No. I did not read the book, but for eight weeks, my husband and I ritualistically tuned in to the Fleishman is in Trouble television series. The storyline essentially untangles what every couple in a long term relationship comes to learn — that there is no objective reality in relationships. In psychodynamic jargon, it’s what we call “the swirl,” meaning that my subjective reality and your subjective reality get entangled and while both real, neither are actually true. Philip Bromberg referred to it as the “tsunami,” in therapeutic relationships, and in her famously quoted text, Anaïs Nin wrote, “we don’t see things as they are, we see things as we are.” The swirl of intersubjectivity is mysterious to us all and yet so desirable to understand.
In the show, it eventually comes to light that Rachel Fleishman may not actually be the horrible person we’ve been led to believe. Maybe she didn’t leave her children on her ex’s doorstep like it looks — maybe it’s a whole lot more complex than we could ever know. In light of this revelation, on our usual morning walk, my husband said to me, “I know you’re really good at what you do, but I don’t know if you could help Rachel Fleishman.”
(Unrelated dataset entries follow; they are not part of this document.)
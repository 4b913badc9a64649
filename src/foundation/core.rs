use crate::foundation::error::{ViewError, ViewResult};

/// Target raster dimensions in pixels.
///
/// Both axes are strictly positive. Values are carried to the rasterizer exactly as given.
#[derive(Clone, Copy, Debug, PartialEq, Eq, Hash, serde::Serialize, serde::Deserialize)]
pub struct TargetSize {
    /// Width in pixels.
    pub width: u32,
    /// Height in pixels.
    pub height: u32,
}

impl TargetSize {
    /// Build a size, rejecting zero on either axis.
    pub fn new(width: u32, height: u32) -> ViewResult<Self> {
        if width == 0 || height == 0 {
            return Err(ViewError::validation(format!(
                "target size must be positive, got {width}x{height}"
            )));
        }
        Ok(Self { width, height })
    }

    /// Return `true` when the size is taller than it is wide.
    pub fn is_portrait(self) -> bool {
        self.height > self.width
    }

    /// Same size with the axes swapped, as after a display rotation.
    pub fn rotated(self) -> Self {
        Self {
            width: self.height,
            height: self.width,
        }
    }
}

impl std::fmt::Display for TargetSize {
    fn fmt(&self, f: &mut std::fmt::Formatter<'_>) -> std::fmt::Result {
        write!(f, "{}x{}", self.width, self.height)
    }
}

#[cfg(test)]
#[path = "../../tests/unit/foundation/core.rs"]
mod tests;
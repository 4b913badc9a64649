use std::sync::{
    Arc,
    atomic::{AtomicUsize, Ordering},
};

use super::*;
use crate::assets::bundle::{BUNDLED_IMAGE_ID, BUNDLED_IMAGE_SVG, EmbeddedAssets};

fn scratch(name: &str) -> PathBuf {
    let dir = PathBuf::from("target").join("unit_stage").join(name);
    let _ = std::fs::remove_dir_all(&dir);
    dir
}

struct CountingSource {
    inner: EmbeddedAssets,
    opens: AtomicUsize,
}

impl CountingSource {
    fn new() -> Self {
        Self {
            inner: EmbeddedAssets::bundled(),
            opens: AtomicUsize::new(0),
        }
    }
}

impl AssetSource for CountingSource {
    fn open(&self, id: &str) -> io::Result<Box<dyn Read + '_>> {
        self.opens.fetch_add(1, Ordering::SeqCst);
        self.inner.open(id)
    }
}

/// Yields a few bytes, then fails.
struct BrokenSource;

struct BrokenReader {
    sent: bool,
}

impl Read for BrokenReader {
    fn read(&mut self, buf: &mut [u8]) -> io::Result<usize> {
        if self.sent {
            return Err(io::Error::other("bundle truncated"));
        }
        self.sent = true;
        let n = buf.len().min(4);
        buf[..n].copy_from_slice(&b"<svg"[..n]);
        Ok(n)
    }
}

impl AssetSource for BrokenSource {
    fn open(&self, _id: &str) -> io::Result<Box<dyn Read + '_>> {
        Ok(Box::new(BrokenReader { sent: false }))
    }
}

#[test]
fn fresh_install_copies_exactly_one_file() {
    let dir = scratch("fresh");
    let dirs = StageDirs::new(Some(dir.clone()), dir.join("fallback"));
    let stager = AssetStager::new();

    let staged = stager
        .ensure_staged(&EmbeddedAssets::bundled(), BUNDLED_IMAGE_ID, &dirs)
        .unwrap();

    assert!(staged.path.is_absolute());
    assert!(staged.path.ends_with(STAGED_FILE_NAME));
    assert_eq!(
        staged.outcome,
        StageOutcome::Copied {
            bytes: BUNDLED_IMAGE_SVG.len() as u64
        }
    );

    let entries: Vec<_> = std::fs::read_dir(&dir)
        .unwrap()
        .map(|e| e.unwrap().file_name())
        .collect();
    assert_eq!(entries, vec![std::ffi::OsString::from(STAGED_FILE_NAME)]);
    assert_eq!(
        std::fs::metadata(&staged.path).unwrap().len(),
        BUNDLED_IMAGE_SVG.len() as u64
    );
    assert!(stager.is_staged(&staged.path));
}

#[test]
fn second_call_performs_no_copy() {
    let dir = scratch("idempotent");
    let dirs = StageDirs::new(Some(dir.clone()), dir.join("fallback"));
    let source = CountingSource::new();
    let stager = AssetStager::new();

    let first = stager.ensure_staged(&source, BUNDLED_IMAGE_ID, &dirs).unwrap();
    let second = stager.ensure_staged(&source, BUNDLED_IMAGE_ID, &dirs).unwrap();

    assert_eq!(source.opens.load(Ordering::SeqCst), 1);
    assert_eq!(first.path, second.path);
    assert_eq!(second.outcome, StageOutcome::AlreadyPresent);
}

#[test]
fn existing_file_is_trusted_without_revalidation() {
    let dir = scratch("trusted");
    std::fs::create_dir_all(&dir).unwrap();
    std::fs::write(dir.join(STAGED_FILE_NAME), b"not an svg").unwrap();

    let dirs = StageDirs::new(Some(dir.clone()), dir.join("fallback"));
    let source = CountingSource::new();
    let staged = AssetStager::new()
        .ensure_staged(&source, BUNDLED_IMAGE_ID, &dirs)
        .unwrap();

    assert_eq!(staged.outcome, StageOutcome::AlreadyPresent);
    assert_eq!(source.opens.load(Ordering::SeqCst), 0);
    assert_eq!(std::fs::read(&staged.path).unwrap(), b"not an svg");
}

#[test]
fn unusable_preferred_dir_falls_back() {
    let dir = scratch("fallback");
    std::fs::create_dir_all(&dir).unwrap();
    let blocker = dir.join("blocker");
    std::fs::write(&blocker, b"file, not a dir").unwrap();

    let fallback = dir.join("internal");
    let dirs = StageDirs::new(Some(blocker.join("external")), &fallback);
    let staged = AssetStager::new()
        .ensure_staged(&EmbeddedAssets::bundled(), BUNDLED_IMAGE_ID, &dirs)
        .unwrap();

    assert_eq!(
        staged.path,
        std::path::absolute(fallback.join(STAGED_FILE_NAME)).unwrap()
    );
    assert!(staged.path.is_file());
}

#[test]
fn missing_preferred_dir_uses_fallback() {
    let dir = scratch("no_preferred");
    let dirs = StageDirs::new(None, &dir);
    let staged = AssetStager::new()
        .ensure_staged(&EmbeddedAssets::bundled(), BUNDLED_IMAGE_ID, &dirs)
        .unwrap();
    assert!(staged.path.starts_with(std::path::absolute(&dir).unwrap()));
}

#[test]
fn unknown_resource_is_a_staging_error() {
    let dir = scratch("unknown");
    let dirs = StageDirs::new(Some(dir.clone()), dir.join("fallback"));
    let err = AssetStager::new()
        .ensure_staged(&EmbeddedAssets::new(), "image", &dirs)
        .unwrap_err();

    assert!(err.is_staging());
    assert!(!dir.join(STAGED_FILE_NAME).exists());
}

#[test]
fn interrupted_copy_leaves_nothing_behind() {
    let dir = scratch("interrupted");
    let dirs = StageDirs::new(Some(dir.clone()), dir.join("fallback"));
    let stager = AssetStager::new();

    let err = stager
        .ensure_staged(&BrokenSource, BUNDLED_IMAGE_ID, &dirs)
        .unwrap_err();
    assert!(err.is_staging());
    assert!(err.to_string().contains("copy bundled asset"));
    assert_eq!(std::fs::read_dir(&dir).unwrap().count(), 0);

    // A later run with a healthy bundle stages normally.
    let staged = stager
        .ensure_staged(&EmbeddedAssets::bundled(), BUNDLED_IMAGE_ID, &dirs)
        .unwrap();
    assert!(matches!(staged.outcome, StageOutcome::Copied { .. }));
}

#[test]
fn concurrent_callers_copy_once() {
    let dir = scratch("concurrent");
    let dirs = StageDirs::new(Some(dir.clone()), dir.join("fallback"));
    let source = Arc::new(CountingSource::new());
    let stager = Arc::new(AssetStager::new());

    let handles: Vec<_> = (0..8)
        .map(|_| {
            let source = Arc::clone(&source);
            let stager = Arc::clone(&stager);
            let dirs = dirs.clone();
            std::thread::spawn(move || {
                stager
                    .ensure_staged(source.as_ref(), BUNDLED_IMAGE_ID, &dirs)
                    .unwrap()
            })
        })
        .collect();

    let results: Vec<_> = handles.into_iter().map(|h| h.join().unwrap()).collect();
    assert_eq!(source.opens.load(Ordering::SeqCst), 1);
    assert_eq!(
        results
            .iter()
            .filter(|s| matches!(s.outcome, StageOutcome::Copied { .. }))
            .count(),
        1
    );
    assert!(results.iter().all(|s| s.path == results[0].path));
}

#[test]
fn separate_stagers_racing_on_fresh_dir_both_succeed() {
    for round in 0..20 {
        let dir = scratch(&format!("race_{round}"));
        let dirs = StageDirs::new(Some(dir.clone()), dir.join("fallback"));
        let barrier = std::sync::Barrier::new(2);

        let results = std::thread::scope(|s| {
            let handles = [(); 2].map(|()| {
                let (dirs, barrier) = (&dirs, &barrier);
                s.spawn(move || {
                    let stager = AssetStager::new();
                    barrier.wait();
                    stager.ensure_staged(&EmbeddedAssets::bundled(), BUNDLED_IMAGE_ID, dirs)
                })
            });
            handles.map(|h| h.join().unwrap().unwrap())
        });

        assert_eq!(results[0].path, results[1].path);
        assert!(
            results
                .iter()
                .any(|s| matches!(s.outcome, StageOutcome::Copied { .. }))
        );
        assert_eq!(std::fs::read(&results[0].path).unwrap(), BUNDLED_IMAGE_SVG);

        let entries: Vec<_> = std::fs::read_dir(&dir)
            .unwrap()
            .map(|e| e.unwrap().file_name())
            .collect();
        assert_eq!(entries, vec![std::ffi::OsString::from(STAGED_FILE_NAME)]);
    }
}
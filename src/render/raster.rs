use std::{
    io::{BufWriter, Write as _},
    path::Path,
    sync::Arc,
};

use anyhow::Context as _;

use crate::render::invoke::{Rasterizer, STATUS_SUCCESS};

/// Pixmap allocation failed.
pub const STATUS_NO_MEMORY: i32 = 1;
/// The PNG could not be encoded or written.
pub const STATUS_IO_ERROR: i32 = 2;
/// The source file could not be read.
pub const STATUS_FILE_NOT_FOUND: i32 = 3;
/// Zero target size, or an SVG without a usable viewport.
pub const STATUS_INVALID_VALUE: i32 = 4;
/// The source is not a parseable SVG document.
pub const STATUS_PARSE_ERROR: i32 = 6;

/// Short human-readable label for a [`ResvgRasterizer`] status code.
pub fn status_name(status: i32) -> &'static str {
    match status {
        STATUS_SUCCESS => "success",
        STATUS_NO_MEMORY => "no memory",
        STATUS_IO_ERROR => "io error",
        STATUS_FILE_NOT_FOUND => "file not found",
        STATUS_INVALID_VALUE => "invalid value",
        STATUS_PARSE_ERROR => "parse error",
        _ => "unknown",
    }
}

#[derive(Clone, Copy, Debug, PartialEq)]
/// Uniform scale plus centering offset mapping SVG user space into the target raster.
pub struct FitTransform {
    /// Uniform scale factor.
    pub scale: f32,
    /// Horizontal offset in whole pixels.
    pub dx: f32,
    /// Vertical offset in whole pixels.
    pub dy: f32,
}

impl FitTransform {
    /// Fit an `svg_w` x `svg_h` drawing inside `width` x `height`, preserving aspect ratio.
    ///
    /// The drawing is centered on the axis with slack; offsets are truncated to whole pixels.
    /// Returns `None` when the SVG size is not finite and positive.
    pub fn contain(svg_w: f32, svg_h: f32, width: u32, height: u32) -> Option<Self> {
        if !svg_w.is_finite() || !svg_h.is_finite() || svg_w <= 0.0 || svg_h <= 0.0 {
            return None;
        }
        let (sw, sh) = (f64::from(svg_w), f64::from(svg_h));
        let scale = (f64::from(width) / sw).min(f64::from(height) / sh);

        let fitted_w = (sw * scale + 0.5) as i64;
        let fitted_h = (sh * scale + 0.5) as i64;
        let dx = (i64::from(width) - fitted_w) / 2;
        let dy = (i64::from(height) - fitted_h) / 2;

        Some(Self {
            scale: scale as f32,
            dx: dx as f32,
            dy: dy as f32,
        })
    }

    fn to_tiny_skia(self) -> resvg::tiny_skia::Transform {
        resvg::tiny_skia::Transform::from_row(self.scale, 0.0, 0.0, self.scale, self.dx, self.dy)
    }
}

/// [`Rasterizer`] backed by `usvg` parsing and `resvg` rendering, writing RGBA8 PNG files.
///
/// The drawing is scaled uniformly to fit the requested size and centered; uncovered margins
/// are transparent unless a background is set. The `scale` argument is accepted for contract
/// compatibility, but explicit target dimensions always take precedence over it.
///
/// Output is written to a uniquely named temporary file next to the destination and renamed over
/// it, so readers never observe a partially written PNG and concurrent writers never share a file.
#[derive(Clone)]
pub struct ResvgRasterizer {
    fontdb: Arc<usvg::fontdb::Database>,
    background: Option<[u8; 4]>,
}

impl std::fmt::Debug for ResvgRasterizer {
    fn fmt(&self, f: &mut std::fmt::Formatter<'_>) -> std::fmt::Result {
        f.debug_struct("ResvgRasterizer")
            .field("font_faces", &self.fontdb.len())
            .field("background", &self.background)
            .finish()
    }
}

impl Default for ResvgRasterizer {
    fn default() -> Self {
        Self::new()
    }
}

impl ResvgRasterizer {
    /// Rasterizer with an empty font database and a transparent background.
    pub fn new() -> Self {
        Self {
            fontdb: Arc::new(usvg::fontdb::Database::new()),
            background: None,
        }
    }

    /// Load system fonts so `<text>` elements render.
    pub fn with_system_fonts(mut self) -> Self {
        let mut db = usvg::fontdb::Database::new();
        db.load_system_fonts();
        self.fontdb = Arc::new(db);
        self
    }

    /// Fill the canvas with straight-alpha `rgba` before drawing.
    pub fn with_background(mut self, rgba: [u8; 4]) -> Self {
        self.background = Some(rgba);
        self
    }

    fn rasterize(
        &self,
        source: &Path,
        destination: &Path,
        width: u32,
        height: u32,
    ) -> Result<(), i32> {
        if width == 0 || height == 0 {
            return Err(STATUS_INVALID_VALUE);
        }

        let bytes = std::fs::read(source).map_err(|e| {
            tracing::warn!(source = %source.display(), error = %e, "failed to open svg");
            STATUS_FILE_NOT_FOUND
        })?;

        let opts = usvg::Options {
            resources_dir: source.parent().map(Path::to_path_buf),
            fontdb: Arc::clone(&self.fontdb),
            ..Default::default()
        };
        let tree = usvg::Tree::from_data(&bytes, &opts).map_err(|e| {
            tracing::warn!(source = %source.display(), error = %e, "failed to parse svg");
            STATUS_PARSE_ERROR
        })?;

        let svg_size = tree.size();
        let fit = FitTransform::contain(svg_size.width(), svg_size.height(), width, height)
            .ok_or(STATUS_INVALID_VALUE)?;

        let mut pixmap = resvg::tiny_skia::Pixmap::new(width, height).ok_or(STATUS_NO_MEMORY)?;
        if let Some([r, g, b, a]) = self.background {
            pixmap.fill(resvg::tiny_skia::Color::from_rgba8(r, g, b, a));
        }
        resvg::render(&tree, fit.to_tiny_skia(), &mut pixmap.as_mut());

        write_png(&pixmap, destination).map_err(|e| {
            tracing::warn!(destination = %destination.display(), error = %e, "failed to write png");
            STATUS_IO_ERROR
        })
    }
}

impl Rasterizer for ResvgRasterizer {
    fn render_vector(
        &self,
        source: &Path,
        destination: &Path,
        scale: i32,
        width: u32,
        height: u32,
    ) -> i32 {
        tracing::trace!(scale, width, height, "resvg rasterize");
        match self.rasterize(source, destination, width, height) {
            Ok(()) => STATUS_SUCCESS,
            Err(status) => status,
        }
    }
}

fn write_png(pixmap: &resvg::tiny_skia::Pixmap, destination: &Path) -> anyhow::Result<()> {
    let rgba: Vec<u8> = pixmap
        .pixels()
        .iter()
        .flat_map(|p| {
            let c = p.demultiply();
            [c.red(), c.green(), c.blue(), c.alpha()]
        })
        .collect();

    let dir = match destination.parent() {
        Some(parent) if !parent.as_os_str().is_empty() => parent,
        _ => Path::new("."),
    };
    // Dropping the temp file on any early return removes it.
    let mut tmp = tempfile::NamedTempFile::new_in(dir)
        .with_context(|| format!("create temp png in '{}'", dir.display()))?;
    {
        let mut writer = BufWriter::new(tmp.as_file_mut());
        image::write_buffer_with_format(
            &mut writer,
            &rgba,
            pixmap.width(),
            pixmap.height(),
            image::ColorType::Rgba8,
            image::ImageFormat::Png,
        )
        .with_context(|| format!("encode png '{}'", destination.display()))?;
        writer.flush().context("flush png")?;
    }

    tmp.persist(destination)
        .map_err(|e| e.error)
        .with_context(|| format!("move png into place at '{}'", destination.display()))?;
    Ok(())
}

#[cfg(test)]
#[path = "../../tests/unit/render/raster.rs"]
mod tests;
pub(crate) mod bundle;
pub(crate) mod stage;
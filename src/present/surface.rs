use crate::present::decode::DecodedRaster;

/// Host-owned area a decoded raster is shown on.
pub trait Surface {
    /// Replace the displayed content with `raster`.
    fn present(&mut self, raster: DecodedRaster);
}

/// Surface that keeps the last presented raster in memory.
#[derive(Debug, Default)]
pub struct MemorySurface {
    current: Option<DecodedRaster>,
    presented: usize,
}

impl MemorySurface {
    /// Blank surface.
    pub fn new() -> Self {
        Self::default()
    }

    /// Raster currently shown, if any.
    pub fn current(&self) -> Option<&DecodedRaster> {
        self.current.as_ref()
    }

    /// How many times [`Surface::present`] was called.
    pub fn presented(&self) -> usize {
        self.presented
    }
}

impl Surface for MemorySurface {
    fn present(&mut self, raster: DecodedRaster) {
        self.current = Some(raster);
        self.presented += 1;
    }
}
pub(crate) mod display;
pub(crate) mod viewer;
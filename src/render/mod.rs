pub(crate) mod invoke;
pub(crate) mod locks;
pub(crate) mod raster;
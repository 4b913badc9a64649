use std::sync::{Mutex, PoisonError};

use crate::foundation::{core::TargetSize, error::ViewResult};

/// Source of the display's current pixel size.
///
/// Queried on every presentation, never cached, so rotations and resolution changes are picked
/// up by the next call.
pub trait DisplayMetrics {
    /// Current display size.
    fn current_size(&self) -> ViewResult<TargetSize>;
}

/// Display with a fixed size.
#[derive(Clone, Copy, Debug, PartialEq, Eq)]
pub struct FixedDisplay(pub TargetSize);

impl DisplayMetrics for FixedDisplay {
    fn current_size(&self) -> ViewResult<TargetSize> {
        Ok(self.0)
    }
}

/// Display whose size can change between queries, e.g. on rotation.
#[derive(Debug)]
pub struct MutableDisplay {
    size: Mutex<TargetSize>,
}

impl MutableDisplay {
    /// Start at `size`.
    pub fn new(size: TargetSize) -> Self {
        Self {
            size: Mutex::new(size),
        }
    }

    /// Change the size reported by later queries.
    pub fn set(&self, size: TargetSize) {
        *self.size.lock().unwrap_or_else(PoisonError::into_inner) = size;
    }

    /// Swap width and height.
    pub fn rotate(&self) {
        let mut size = self.size.lock().unwrap_or_else(PoisonError::into_inner);
        *size = size.rotated();
    }
}

impl DisplayMetrics for MutableDisplay {
    fn current_size(&self) -> ViewResult<TargetSize> {
        Ok(*self.size.lock().unwrap_or_else(PoisonError::into_inner))
    }
}
use super::*;

#[test]
fn target_size_rejects_zero_axes() {
    assert!(TargetSize::new(0, 10).is_err());
    assert!(TargetSize::new(10, 0).is_err());
    assert!(TargetSize::new(0, 0).is_err());

    let s = TargetSize::new(1080, 1920).unwrap();
    assert_eq!((s.width, s.height), (1080, 1920));
}

#[test]
fn target_size_rotation_and_display() {
    let s = TargetSize::new(1080, 1920).unwrap();
    assert!(s.is_portrait());
    assert_eq!(s.to_string(), "1080x1920");

    let r = s.rotated();
    assert!(!r.is_portrait());
    assert_eq!(r, TargetSize::new(1920, 1080).unwrap());
}

#[test]
fn target_size_serde_shape() {
    let s = TargetSize::new(3, 4).unwrap();
    let json = serde_json::to_value(s).unwrap();
    assert_eq!(json, serde_json::json!({ "width": 3, "height": 4 }));
}
//! Database integration for seeding the dashboard.
//!
//! The [`Seeder`] creates the dashboard tables when they are missing and loads
//! a [`SeedDataset`](crate::fixture::SeedDataset) into them in one transaction.

pub mod schema;
mod seeder;

pub use seeder::{SeedReport, Seeder};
I don’t think my husband meant to challenge me, and I definitely don’t think he imagined I would come up with a treatment plan for a fictional character. But Rachel Fleishman is actually a common clinical presentation, with common problems and treatable issues. Doing a light dive into how my mind might think about her, can give you some insight into how I work and think about people without compromising anyone’s confidentiality.
There’s the diagnostic question, which I don’t even think is the most important, but does Rachel Fleishman have bipolar disorder? The answer is that I do not know, but it certainly appears that she might. There’s the not sleeping, there’s the periods of high energy and productivity followed by depressive crashes where she cannot function, and there’s certainly an argument for impulsivity. I would hold all of this in mind when working with her, examine the cyclical nature of her struggles, and refer her to a psychiatrist so that we could get her mood stable enough to safely address her pain.
What I see as the root issue that informs every relationship Fleishman has, is the abandonment from her own mother, who died when she was a child. As adults we know that death is not literally an “abandonment,” but as children we experience it that way. It is the ultimate failure to a child, that leaves them wondering “why wasn’t I enough,” experienced almost as if the parent had a choice in the matter. They left, and they left at a crucial time in the child’s development. Lifetimes are spent trying to overcome that— but often are just re-enacting the trauma with the unconscious intent of mastery and finally obtaining the love that was never received, but so profoundly deserved. We need that hole to be filled, and we expect our partners to fill it — setting them up for the impossible and setting ourselves up to experience yet another failure.
I see the pain of her mother’s abandonment impact her in three main areas — the most obvious being her romantic relationships. No one can fill the shoes she needs in a partner, and most likely no one will. She needs to begin the long and painful process of that grief so that she can become the parent she has needed all along and develop more realistic expectations of a partner. That would be the bigger and longer term treatment goal that could take years of work (sorry).
The second is the relationship with her kids. She has unconsciously repeated her trauma on her own children by abandoning them at a crucial time in their development. We see that played out so explicitly as her daughter prepares to become a woman in the Jewish tradition and her son grapples with “manning up” by going to summer camp even though he doesn’t want to. They are forced, in a way, to grow up, just like she was when her mother died. I would very carefully and gently assess her tolerance and readiness to accept this truth — for only when she accepts what she’s done, can she begin to remedy the relationship.
Lastly, we would look at the relationship Rachel has with herself. We would acknowledge that the coping skills she developed as a young woman are no longer working. I see Rachel’s focus on achieving at all costs to be a distraction from a painful reality that worked until it didn’t. That distraction was a) a way to finally feel important enough, admired, and loved — although mostly superficially and in limiting ways, and b) the ultimate “justifiable” reason to avoid facing the parenting failures she has already committed and fears most. To come to grips with the fact that she left her children even before she “left” them. Rachel Fleishman has a lot of grieving to do.
Carl Jung famously wrote “until you make the unconscious conscious, it will direct your life and you will call it fate.” As Fleishman’s therapist I would be acutely aware that despite my best efforts, she may experience an abandonment from me as well until she truly grasps this is how she experiences the world. I would skillfully test her tolerance for facing these truths. We would slow down and begin the gut wrenching work of accepting what was, who she has become, and we would hold faith for the future. We would hopefully have enough time together for Fleishman to experience a meaningful relationship in a new way, to get through the hard parts in a new way, and go out into the world with a new framework and understanding of how she moves through the world — the hope being that this would ultimately enable her to make more intentional choices instead of unconscious ones, and achieve what she truly wants to achieve.